▸ What the task requires
The expected answer comprises all lines from the entries that contain the string "Result".

[Stored items]
#[cfg(test)]
mod tests {
    use super::*;
    use crate::device::features::BlockInfo;
    use crate::effect::{Effect, Renderer};
    use std::sync::atomic::AtomicUsize;

    #[derive(Default)]
    struct MockState {
        writes: Vec<(usize, Vec<KeyColor>)>,
        commits: usize,
        resyncs: usize,
        fail_next_write: Option<DeviceError>,
    }

    #[derive(Clone)]
    struct MockDevice {
        blocks: Vec<LedBlock>,
        state: Arc<Mutex<MockState>>,
    }

    impl MockDevice {
        fn new(key_counts: &[usize]) -> Self {
            let blocks = key_counts
                .iter()
                .enumerate()
                .map(|(idx, &count)| LedBlock {
                    info: BlockInfo {
                        id: 1 << idx,
                        nb_keys: count as u16,
                        max_red: 255,
                        max_green: 255,
                        max_blue: 255,
                    },
                    key_ids: (0..count as u8).collect(),
                })
                .collect();
            Self { blocks, state: Arc::new(Mutex::new(MockState::default())) }
        }
    }

    impl LedDevice for MockDevice {
        fn blocks(&self) -> &[LedBlock] {
            &self.blocks
        }

        fn flush(&mut self) -> Result<(), DeviceError> {
            Ok(())
        }

        fn read_block(&mut self, block_idx: usize) -> Result<Vec<KeyColor>, DeviceError> {
            Ok(self.blocks[block_idx]
                .key_ids
                .iter()
                .map(|&id| KeyColor { id, red: 0, green: 0, blue: 0 })
                .collect())
        }

        fn write_block(&mut self, block_idx: usize, keys: &[KeyColor]) -> Result<(), DeviceError> {
            let mut state = self.state.lock().expect("mock lock");
            if let Some(err) = state.fail_next_write.take() {
                return Err(err);
            }
            state.writes.push((block_idx, keys.to_vec()));
            Ok(())
        }

        fn commit(&mut self) -> Result<(), DeviceError> {
            self.state.lock().expect("mock lock").commits += 1;
            Ok(())
        }

        fn resync(&mut self) -> Result<(), DeviceError> {
            self.state.lock().expect("mock lock").resyncs += 1;
            Ok(())
        }
    }

    /* paints one pixel a fixed color every tick */
    struct PixelEffect {
        index: usize,
        color: RGBAColor,
        renders: Arc<AtomicUsize>,
    }

    impl Renderer for PixelEffect {
        fn render(&mut self, _elapsed: Duration, target: &mut RenderTarget) {
            target[self.index] = self.color;
            self.renders.fetch_add(1, Ordering::SeqCst);
        }
    }

    impl Effect for PixelEffect {}

    fn pixel_effect(index: usize, color: RGBAColor) -> (EffectHandle, Arc<AtomicUsize>) {
        let renders = Arc::new(AtomicUsize::new(0));
        let effect = PixelEffect { index, color, renders: Arc::clone(&renders) };
        (Arc::new(Mutex::new(effect)), renders)
    }

    fn engine(key_counts: &[usize]) -> (Engine, MockDevice) {
        let device = MockDevice::new(key_counts);
        let mut engine = Engine::new(Box::new(device.clone()));
        engine.seed().expect("seed");
        (engine, device)
    }

    #[test]
    fn empty_effect_list_touches_nothing() {
        let (mut engine, device) = engine(&[120]);
        for _ in 0..3 {
            engine.tick(Duration::from_millis(16), &[], false).expect("tick");
        }
        let state = device.state.lock().expect("lock");
        assert!(state.writes.is_empty());
        assert_eq!(state.commits, 0);
    }

    #[test]
    fn first_tick_emits_one_directive_then_goes_quiet() {
        let (mut engine, device) = engine(&[120]);
        let (effect, _) = pixel_effect(7, RGBAColor::new(0xff, 0x80, 0x00, 255));
        let effects = vec![effect];

        engine.tick(Duration::ZERO, &effects, false).expect("tick");
        {
            let state = device.state.lock().expect("lock");
            assert_eq!(state.writes.len(), 1);
            let (block, keys) = &state.writes[0];
            assert_eq!(*block, 0);
            assert_eq!(keys.as_slice(), &[KeyColor { id: 7, red: 0xff, green: 0x80, blue: 0x00 }]);
            assert_eq!(state.commits, 1);
        }

        /* second tick: nothing changed, so no writes and no commit */
        engine.tick(Duration::from_millis(16), &effects, false).expect("tick");
        let state = device.state.lock().expect("lock");
        assert_eq!(state.writes.len(), 1);
        assert_eq!(state.commits, 1);
    }

    #[test]
    fn diff_is_computed_per_block() {
        let (mut engine, device) = engine(&[4, 2]);
        let (first, _) = pixel_effect(1, RGBAColor::new(1, 2, 3, 255));
        let (second, _) = pixel_effect(5, RGBAColor::new(9, 8, 7, 255));
        let effects = vec![first, second];

        engine.tick(Duration::ZERO, &effects, false).expect("tick");
        let state = device.state.lock().expect("lock");
        assert_eq!(state.writes.len(), 2);
        /* index 5 is key 1 of the second block */
        assert_eq!(state.writes[1].0, 1);
        assert_eq!(state.writes[1].1[0].id, 1);
        assert_eq!(state.commits, 1);
    }

    #[test]
    fn force_refresh_re_emits_every_key() {
        let (mut engine, device) = engine(&[8]);
        let (effect, _) = pixel_effect(0, RGBAColor::new(5, 5, 5, 255));
        let effects = vec![effect];

        engine.tick(Duration::ZERO, &effects, false).expect("tick");
        engine.tick(Duration::ZERO, &effects, true).expect("tick");
        let state = device.state.lock().expect("lock");
        /* forced tick writes all eight keys of the block */
        assert_eq!(state.writes[1].1.len(), 8);
        assert_eq!(state.commits, 2);
    }

    #[test]
    fn layers_blend_through_shared_buffer() {
        struct FillEffect(RGBAColor, bool);
        impl Renderer for FillEffect {
            fn render(&mut self, _elapsed: Duration, target: &mut RenderTarget) {
                if self.1 {
                    /* bottom layer fills */
                    target.fill(self.0);
                } else {
                    /* upper layer blends */
                    let mut layer = RenderTarget::new(target.len());
                    layer.fill(self.0);
                    target::blend(target, &layer);
                }
            }
        }
        impl Effect for FillEffect {}

        let (mut engine, device) = engine(&[8]);
        let effects: Vec<EffectHandle> = vec![
            Arc::new(Mutex::new(FillEffect(RGBAColor::new(0, 0, 0, 255), true))),
            Arc::new(Mutex::new(FillEffect(RGBAColor::new(255, 255, 255, 127), false))),
        ];
        engine.tick(Duration::ZERO, &effects, false).expect("tick");

        let state = device.state.lock().expect("lock");
        let keys = &state.writes[0].1;
        assert_eq!(keys.len(), 8);
        for key in keys {
            assert!((126..=128).contains(&key.red));
            assert_eq!(key.red, key.green);
            assert_eq!(key.green, key.blue);
        }
    }

    #[test]
    fn loop_recovers_from_transient_errors() {
        let device = MockDevice::new(&[4]);
        let fatal = Arc::new(AtomicUsize::new(0));
        let fatal_count = Arc::clone(&fatal);
        let mut rloop = RenderLoop::new(
            Box::new(device.clone()),
            100,
            Box::new(move |_| {
                fatal_count.fetch_add(1, Ordering::SeqCst);
            }),
        );

        let (effect, renders) = pixel_effect(0, RGBAColor::new(1, 1, 1, 255));
        rloop.effects().push(effect);
        device.state.lock().expect("lock").fail_next_write =
            Some(DeviceError::Io(nix::errno::Errno::EIO));
        rloop.set_paused(false);

        /* give the loop time to fail, back off 100ms, ping and resume */
        std::thread::sleep(Duration::from_millis(400));
        rloop.stop();

        let state = device.state.lock().expect("lock");
        assert!(state.resyncs >= 1, "no resync happened");
        assert!(state.commits >= 1, "loop did not resume after recovery");
        assert_eq!(fatal.load(Ordering::SeqCst), 0);
        assert!(renders.load(Ordering::SeqCst) >= 2);
    }

    #[test]
    fn fatal_error_notifies_and_exits() {
        let device = MockDevice::new(&[4]);
        let fatal = Arc::new(Mutex::new(None));
        let fatal_slot = Arc::clone(&fatal);
        let mut rloop = RenderLoop::new(
            Box::new(device.clone()),
            100,
            Box::new(move |err| {
                *fatal_slot.lock().expect("lock") = Some(err);
            }),
        );

        let (effect, _) = pixel_effect(0, RGBAColor::new(1, 1, 1, 255));
        rloop.effects().push(effect);
        device.state.lock().expect("lock").fail_next_write =
            Some(DeviceError::Io(nix::errno::Errno::ENODEV));
        rloop.set_paused(false);

        std::thread::sleep(Duration::from_millis(200));
        let err = fatal.lock().expect("lock").take();
        assert!(matches!(err, Some(DeviceError::Io(nix::errno::Errno::ENODEV))));
        rloop.stop();
    }

    #[test]
    fn stop_joins_quickly_from_any_state() {
        for paused in [true, false] {
            let device = MockDevice::new(&[4]);
            let mut rloop =
                RenderLoop::new(Box::new(device), 20, Box::new(|_| {}));
            rloop.set_paused(paused);
            std::thread::sleep(Duration::from_millis(30));

            let start = Instant::now();
            rloop.stop();
            /* two periods plus margin: 2 * 50ms + 50ms */
            assert!(Instant::now() - start < Duration::from_millis(150));
        }
    }

    #[test]
    fn effect_swap_under_lock_takes_effect_next_tick() {
        let (mut engine, device) = engine(&[4]);
        let (red, _) = pixel_effect(0, RGBAColor::new(255, 0, 0, 255));
        let (blue, _) = pixel_effect(0, RGBAColor::new(0, 0, 255, 255));

        engine.tick(Duration::ZERO, &[red], false).expect("tick");
        engine.tick(Duration::ZERO, &[blue], false).expect("tick");

        let state = device.state.lock().expect("lock");
        assert_eq!(state.writes.len(), 2);
        assert_eq!(state.writes[1].1[0].blue, 255);
    }
}
/* Device manager: binds one opened keyboard to its configuration. Owns the
 * key database and the render loop, materialises effect groups on demand
 * and swaps the active effect list whenever the context changes. */

use std::collections::HashMap;
use std::path::PathBuf;
use std::sync::{Arc, Mutex};

use tracing::{debug, info, warn};

use crate::config::{Config, EffectGroup};
use crate::context::Context;
use crate::device::error::DeviceError;
use crate::effect::{service::EffectService, EffectHandle, EffectManager};
use crate::keydb::{KeyDatabase, KeyGroup};
use crate::layout::{self, LayoutDescription};
use crate::render::rloop::{LedDevice, RenderLoop};

pub struct DeviceManager {
    sys_path: PathBuf,
    dev_node: PathBuf,
    serial: String,
    model: String,
    name: String,
    config: Arc<Config>,
    effect_manager: Arc<EffectManager>,
    key_db: Arc<KeyDatabase>,
    /* materialised effect groups, by group name */
    group_cache: HashMap<String, Vec<EffectHandle>>,
    render_loop: RenderLoop,
    context: Context,
}

impl DeviceManager {
    #[allow(clippy::too_many_arguments)]
    pub fn new(
        sys_path: PathBuf,
        dev_node: PathBuf,
        serial: String,
        model: String,
        device: Box<dyn LedDevice>,
        layout_id: Option<u8>,
        config: Arc<Config>,
        effect_manager: Arc<EffectManager>,
        on_fatal: Box<dyn FnOnce(DeviceError) + Send>,
    ) -> Self {
        let name = config.device_name(&serial);

        let layout = match layout_id {
            Some(id) => {
                LayoutDescription::load(&model, id, &layout::layout_paths(&config.layout_paths))
            }
            None => LayoutDescription::default(),
        };
        let key_db = Arc::new(KeyDatabase::build(device.blocks(), &layout));
        info!(
            "device {name} (serial {serial}): {} keys in {} blocks",
            key_db.len(),
            device.blocks().len()
        );

        let render_loop = RenderLoop::new(device, config.fps, on_fatal);
        let mut manager = Self {
            sys_path,
            dev_node,
            serial,
            model,
            name,
            config,
            effect_manager,
            key_db,
            group_cache: HashMap::new(),
            render_loop,
            context: Context::new(),
        };
        manager.set_context(&Context::new());
        manager.render_loop.set_paused(false);
        manager
    }

    pub fn name(&self) -> &str {
        &self.name
    }

    pub fn serial(&self) -> &str {
        &self.serial
    }

    pub fn sys_path(&self) -> &std::path::Path {
        &self.sys_path
    }

    pub fn dev_node(&self) -> &std::path::Path {
        &self.dev_node
    }

    pub fn key_db(&self) -> &Arc<KeyDatabase> {
        &self.key_db
    }

    pub fn set_paused(&self, paused: bool) {
        self.render_loop.set_paused(paused);
    }

    /* Replace the configuration, dropping every materialised effect. The
     * next context change rebuilds from the new tree. */
    pub fn set_configuration(&mut self, config: Arc<Config>) {
        {
            let mut effects = self.render_loop.effects();
            effects.clear();
        }
        self.group_cache.clear();
        self.name = config.device_name(&self.serial);
        self.config = config;
        let context = self.context.clone();
        self.set_context(&context);
        self.render_loop.force_refresh();
    }

    /* Re-evaluate profiles against a new context and swap the active
     * effect list. Newly selected effects are notified of the context
     * while the loop's lock is held, before their first render. */
    pub fn set_context(&mut self, context: &Context) {
        self.context = context.clone();

        let group_names: Vec<String> = self
            .config
            .effect_groups_for(&self.name, context)
            .iter()
            .map(|g| g.name.clone())
            .collect();

        for name in &group_names {
            if !self.group_cache.contains_key(name) {
                if let Some(group) = self.config.effect_group(name) {
                    let effects = self.materialize_group(&group.clone());
                    self.group_cache.insert(name.clone(), effects);
                }
            }
        }

        let active: Vec<EffectHandle> = group_names
            .iter()
            .filter_map(|name| self.group_cache.get(name))
            .flatten()
            .cloned()
            .collect();
        debug!("enabling {} effects for device {}", active.len(), self.name);

        let mut effects = self.render_loop.effects();
        for effect in &active {
            match effect.lock() {
                Ok(mut effect) => effect.handle_context_change(context),
                Err(poisoned) => poisoned.into_inner().handle_context_change(context),
            }
        }
        *effects = active;
    }

    /* Forward a generic event to the active effects. */
    pub fn handle_generic_event(&self, data: &Context) {
        let effects = self.render_loop.effects();
        for effect in effects.iter() {
            match effect.lock() {
                Ok(mut effect) => effect.handle_generic_event(data),
                Err(poisoned) => poisoned.into_inner().handle_generic_event(data),
            }
        }
    }

    /* Route a physical key event to the active effects, resolving the raw
     * code through the key database first. */
    pub fn handle_key_event(&self, key_code: u32, press: bool) {
        let Some(key) = self.key_db.find_key_code(key_code) else {
            debug!("unknown key {key_code} on device {}", self.serial);
            return;
        };

        let effects = self.render_loop.effects();
        for effect in effects.iter() {
            match effect.lock() {
                Ok(mut effect) => effect.handle_key_event(key, press),
                Err(poisoned) => poisoned.into_inner().handle_key_event(key, press),
            }
        }
        debug!(
            "key {} {} on device {}",
            key.name,
            if press { "pressed" } else { "released" },
            self.serial
        );
    }

    pub fn force_refresh(&self) {
        self.render_loop.force_refresh();
    }

    /* Instantiate every plugin of an effect group. A plugin that fails to
     * produce an effect is skipped; the others still run. */
    fn materialize_group(&self, group: &EffectGroup) -> Vec<EffectHandle> {
        let mut key_groups: Vec<KeyGroup> = Vec::new();
        for (name, keys) in &group.groups {
            key_groups.push(self.key_db.make_group(name.clone(), keys.iter().map(String::as_str)));
        }
        for (name, keys) in &self.config.groups {
            key_groups.push(self.key_db.make_group(name.clone(), keys.iter().map(String::as_str)));
        }

        let mut effects = Vec::new();
        for plugin_conf in &group.plugins {
            let service = EffectService::new(
                plugin_conf.name.clone(),
                self.name.clone(),
                self.model.clone(),
                self.serial.clone(),
                Arc::clone(&self.key_db),
                key_groups.clone(),
                plugin_conf.clone(),
                self.config.colors.clone(),
                effect_data_paths(),
            );
            match self.effect_manager.create_effect(&plugin_conf.name, service) {
                Some(instance) => {
                    effects.push(Arc::new(Mutex::new(instance)) as EffectHandle);
                }
                None => {
                    warn!(
                        "effect <{}> in group <{}> could not be created, skipped",
                        plugin_conf.name, group.name
                    );
                }
            }
        }
        effects
    }
}

/* Search path for effect data files (gradients, tables, scripts). */
fn effect_data_paths() -> Vec<PathBuf> {
    let mut paths = Vec::new();
    if let Ok(dir) = std::env::var("XDG_DATA_HOME") {
        paths.push(PathBuf::from(dir).join("keyledsd/effects"));
    } else if let Ok(home) = std::env::var("HOME") {
        paths.push(PathBuf::from(home).join(".local/share/keyledsd/effects"));
    }
    let system = std::env::var("XDG_DATA_DIRS")
        .unwrap_or_else(|_| "/usr/local/share:/usr/share".to_string());
    for dir in system.split(':').filter(|d| !d.is_empty()) {
        paths.push(PathBuf::from(dir).join("keyledsd/effects"));
    }
    paths
}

▸ Task output
        fn flush(&mut self) -> Result<(), DeviceError> {
        fn read_block(&mut self, block_idx: usize) -> Result<Vec<KeyColor>, DeviceError> {
        fn write_block(&mut self, block_idx: usize, keys: &[KeyColor]) -> Result<(), DeviceError> {
        fn commit(&mut self) -> Result<(), DeviceError> {
        fn resync(&mut self) -> Result<(), DeviceError> {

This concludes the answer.